Shouldn’t A Marketing Message Actually Be Readable??

On a warm and breezy late spring evening, I was out with my co-workers at U.S. Dataworks for a minor league baseball game. Our Sugar Land Skeeters (yes, that is the actual team name) won 1-0 in a defensive battle with the Long Island Ducks.

During the game, I couldn’t help but notice all the marketing signage placed around the stadium. One sign in particular caught my eye:

Can you see it–the billboard to the immediate right of the big Texas scoreboard?

When I first looked at it, I thought it spelled IRON, but we figured out it was ICON. The font makes it a little hard to read, but there is some text underneath the sign. Can’t read it? Neither could I. We tried taking pictures and enlarging it, yet we still couldn’t make it out.

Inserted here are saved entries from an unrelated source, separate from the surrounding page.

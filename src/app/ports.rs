//! Port traits: the hexagonal boundary between domain logic and the outside world.
//!
//! ```text
//!   Adapter ──▶ Port trait ──▶ RoverService / StreamLoop (domain)
//! ```
//!
//! Driven adapters (PWM, camera, message bus, clock, event sinks)
//! implement these traits. The domain core consumes them via generics and
//! never touches hardware directly. Delays use
//! [`embedded_hal::delay::DelayNs`].

use crate::error::{CameraError, Error};

use super::actuation::{PulseWidth, PwmChannel};
use super::commands::InboundMessage;
use super::events::{AppEvent, SessionEvent};

// ───────────────────────────────────────────────────────────────
// Actuator port (driven adapter: domain → hardware)
// ───────────────────────────────────────────────────────────────

/// Write-side port: the domain calls this to command actuators.
pub trait ActuatorPort {
    /// Set a channel's pulse width (timer ticks, 0 = output low).
    fn set_pulse_width(&mut self, channel: PwmChannel, width: PulseWidth);

    /// Drive the lights pin high (`true`) or low.
    fn set_lights(&mut self, on: bool);

    /// Every PWM channel to 0 and lights off.
    fn all_off(&mut self);
}

// ───────────────────────────────────────────────────────────────
// Command source (driving adapter: message bus → domain)
// ───────────────────────────────────────────────────────────────

/// Non-blocking source of remote commands.
pub trait CommandSource {
    /// Take at most one pending message, if any. Never blocks.
    fn check_msg(&mut self) -> Option<InboundMessage>;
}

// ───────────────────────────────────────────────────────────────
// Camera port
// ───────────────────────────────────────────────────────────────

/// Frame producer. Frames are JPEG-encoded bytes ready for streaming.
pub trait CameraPort {
    type Frame: AsRef<[u8]>;

    fn capture(&mut self) -> Result<Self::Frame, CameraError>;
}

// ───────────────────────────────────────────────────────────────
// Time port
// ───────────────────────────────────────────────────────────────

/// Monotonic clock.
pub trait TimePort {
    /// Microseconds since boot.
    fn uptime_us(&self) -> u64;
}

// ───────────────────────────────────────────────────────────────
// Event sink port (driven adapter: domain → logging)
// ───────────────────────────────────────────────────────────────

/// The domain emits structured [`AppEvent`]s through this port.
pub trait EventSink {
    fn emit(&mut self, event: &AppEvent<'_>);
}

// ───────────────────────────────────────────────────────────────
// Streaming
// ───────────────────────────────────────────────────────────────

/// Callbacks a [`StreamServer`] drives: session lifecycle notifications
/// plus one call per frame the viewer needs.
pub trait FrameHandler {
    type Frame: AsRef<[u8]>;

    fn on_session(&mut self, event: &SessionEvent<'_>);

    /// Produce the next frame for `session`. An error ends the session.
    fn next_frame(&mut self, path: &str, session: u32) -> Result<Self::Frame, Error>;
}

/// Streaming-media server. `stream` takes over the calling thread and
/// does not return while the server is healthy.
pub trait StreamServer {
    fn stream<H>(&mut self, handler: H) -> Result<(), Error>
    where
        H: FrameHandler + Send + 'static;
}
//! Application service: the hexagonal core.
//!
//! [`RoverService`] turns bus notifications into actuator writes. It keeps
//! the most recently received command text and nothing else; every
//! decision is a fixed lookup (see [`actuation`](super::actuation)).
//!
//! ```text
//!  InboundMessage ──▶ ┌──────────────────────┐ ──▶ EventSink
//!                     │     RoverService      │
//!   ActuatorPort ◀────│  decode · plan · run  │──▶ DelayNs
//!                     └──────────────────────┘
//! ```

use embedded_hal::delay::DelayNs;
use heapless::String;
use log::info;

use crate::config::SystemConfig;

use super::actuation::execute;
use super::commands::{DecodeError, DriveCommand, InboundMessage, MAX_PAYLOAD_LEN, decode_str};
use super::events::AppEvent;
use super::ports::{ActuatorPort, EventSink};

// ───────────────────────────────────────────────────────────────
// RoverService
// ───────────────────────────────────────────────────────────────

pub struct RoverService {
    pair_delay_ms: u32,
    last_command: String<MAX_PAYLOAD_LEN>,
    applied: u32,
    rejected: u32,
}

impl RoverService {
    pub fn new(config: &SystemConfig) -> Self {
        Self {
            pair_delay_ms: config.pair_delay_ms,
            last_command: String::new(),
            applied: 0,
            rejected: 0,
        }
    }

    // ── Lifecycle ─────────────────────────────────────────────

    /// Park every output: all pulse widths 0, lights low.
    pub fn start(&mut self, hw: &mut impl ActuatorPort, sink: &mut impl EventSink) {
        hw.all_off();
        sink.emit(&AppEvent::Started);
        info!("RoverService started, actuators parked");
    }

    // ── Command handling ──────────────────────────────────────

    /// Decode one bus notification and apply it.
    ///
    /// Malformed payloads are reported through `sink` and returned as
    /// errors; they never touch `hw`.
    pub fn handle_message(
        &mut self,
        msg: &InboundMessage,
        hw: &mut impl ActuatorPort,
        delay: &mut impl DelayNs,
        sink: &mut impl EventSink,
    ) -> Result<DriveCommand, DecodeError> {
        let Ok(text) = core::str::from_utf8(&msg.payload) else {
            return Err(self.reject(DecodeError::InvalidUtf8, sink));
        };

        self.last_command.clear();
        // Same capacity as the payload buffer, cannot overflow.
        let _ = self.last_command.push_str(text);
        sink.emit(&AppEvent::MessageReceived {
            topic: msg.topic.as_str(),
            text,
        });

        let cmd = match decode_str(text) {
            Ok(cmd) => cmd,
            Err(e) => return Err(self.reject(e, sink)),
        };

        execute(&cmd.plan(), hw, delay, self.pair_delay_ms);
        self.applied = self.applied.wrapping_add(1);
        sink.emit(&AppEvent::CommandApplied(cmd));
        Ok(cmd)
    }

    fn reject(&mut self, e: DecodeError, sink: &mut impl EventSink) -> DecodeError {
        self.rejected = self.rejected.wrapping_add(1);
        sink.emit(&AppEvent::CommandRejected(e));
        e
    }

    // ── Queries ───────────────────────────────────────────────

    /// Text of the most recently received UTF-8 payload.
    pub fn last_command(&self) -> &str {
        self.last_command.as_str()
    }

    pub fn applied_count(&self) -> u32 {
        self.applied
    }

    pub fn rejected_count(&self) -> u32 {
        self.rejected
    }
}
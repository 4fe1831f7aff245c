//! Outbound application events.
//!
//! The [`RoverService`](super::service::RoverService) and
//! [`StreamLoop`](super::stream::StreamLoop) emit these through the
//! [`EventSink`](super::ports::EventSink) port. Adapters on the other side
//! decide what to do with them (serial log today).

use super::commands::{DecodeError, DriveCommand};
use crate::error::Error;

/// Streaming session lifecycle stage.
#[derive(Debug, Clone, Copy, PartialEq, Eq)]
pub enum SessionKind {
    Setup,
    Play,
    Pause,
    Teardown,
}

/// Lifecycle notification for one viewer session.
#[derive(Debug, Clone, Copy, PartialEq, Eq)]
pub struct SessionEvent<'a> {
    pub kind: SessionKind,
    pub path: &'a str,
    pub session: u32,
}

impl<'a> SessionEvent<'a> {
    pub fn new(kind: SessionKind, path: &'a str, session: u32) -> Self {
        Self { kind, path, session }
    }
}

/// Structured events emitted by the application core.
#[derive(Debug, Clone)]
pub enum AppEvent<'a> {
    /// Actuators zeroed, service ready.
    Started,

    /// A notification arrived on the bus (payload as text).
    MessageReceived { topic: &'a str, text: &'a str },

    /// A command was decoded and its actuation plan applied.
    CommandApplied(DriveCommand),

    /// A payload did not decode; nothing was written.
    CommandRejected(DecodeError),

    /// Viewer session lifecycle. `fps` is reported on teardown.
    Session { event: SessionEvent<'a>, fps: Option<f32> },

    /// Frame production failed; the session ends.
    FrameFailed(Error),
}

Finally, one of our crew went to their website and found out they were information consultants. Whew! At least they were not a marketing consulting firm.

See, in my book, you should avoid sending confusing, potentially unreadable messages. It doesn’t matter whether it’s a billboard at a ballpark or a powerpoint presentation–when you make your message hard to read or understand, you lessen the impact of your message.

I assume they bought this billboard to send a message they hoped would bring them new prospects. Perhaps ICON is only marketing to minor-league center fielders–the only people in the ballpark who could actually read their message.

What messages are you sending via marketing channels that are unreadable or confusing? You have a target market and you are messaging to those individuals–make sure they can read and understand you.